PHOTO DE FICHIER: Le logo du Fonds monétaire international (FMI) est visible à l’extérieur du bâtiment du siège à Washington, aux États-Unis, alors que la directrice générale du FMI, Christine Lagarde, rencontre le ministre argentin du Trésor, Nicolas Dujovne, le 4 septembre 2018. REUTERS / Yuri Gripas

L’Afrique a besoin de politiques nationales soigneusement calibrées et d’un soutien plus fort de la communauté internationale pour se remettre de la crise du COVID-19 et revenir sur la voie d’une croissance plus forte, a déclaré jeudi le chef du FMI et du Caucus africain.
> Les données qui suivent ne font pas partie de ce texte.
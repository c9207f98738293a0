//! `Authorization: Bearer <token>` extraction.

use crate::error::{AuthError, AuthResult};

const BEARER_PREFIX: &str = "Bearer ";

/// Extracts the token from an `Authorization` header value.
///
/// The scheme is case-sensitive. Anything after a second space is ignored.
pub fn bearer_token(header: Option<&str>) -> AuthResult<&str> {
    let header = match header {
        Some(h) if !h.is_empty() => h,
        _ => return Err(AuthError::MissingHeader),
    };
    let rest = header
        .strip_prefix(BEARER_PREFIX)
        .ok_or(AuthError::NotBearer)?;

    match rest.split(' ').next() {
        Some(token) if !token.is_empty() => Ok(token),
        _ => Err(AuthError::MissingToken),
    }
}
La directrice générale du Fonds monétaire international, Kristalina Georgieva, et Domitien Ndihokubwayo, président du Caucus africain, ont publié une déclaration conjointe à l’issue d’une réunion du Groupe consultatif africain, qui comprend de hauts représentants de 12 pays africains.

Ils ont déclaré que la priorité clé restait d’augmenter considérablement la capacité de production du vaccin COVID-19 et d’accélérer le déploiement du vaccin, mais qu’il était également essentiel de prioriser les politiques pour aider à protéger les moyens de subsistance et les groupes vulnérables.

L’Afrique reste aux prises avec l’urgence sanitaire du COVID-19 qui a déclenché son pire choc économique depuis des décennies et a vu des millions de personnes tomber dans la pauvreté.

Alors que l’Afrique du Nord riche en pétrole devrait croître plus rapidement, la reprise sera probablement beaucoup plus lente en Afrique subsaharienne, ont déclaré les dirigeants du FMI et du Caucus africain, notant que le revenu par habitant dans de nombreux pays ne devrait pas revenir niveaux de crise avant 2025.

Ils ont appelé à des politiques de transformation, y compris un investissement accru dans les technologies numériques et les infrastructures résilientes au climat.

Le renforcement du climat des affaires stimulerait la productivité et attirerait les investissements privés, ont-ils déclaré, de même que la promotion du commerce et de l’intégration grâce à la mise en œuvre de l’Accord de libre-échange continental africain.

Ndihokubwayo a déclaré à Georgieva qu’un «financement supplémentaire substantiel» serait nécessaire pour que l’Afrique atteigne ses principaux objectifs de développement, mais aucun détail n’a été fourni.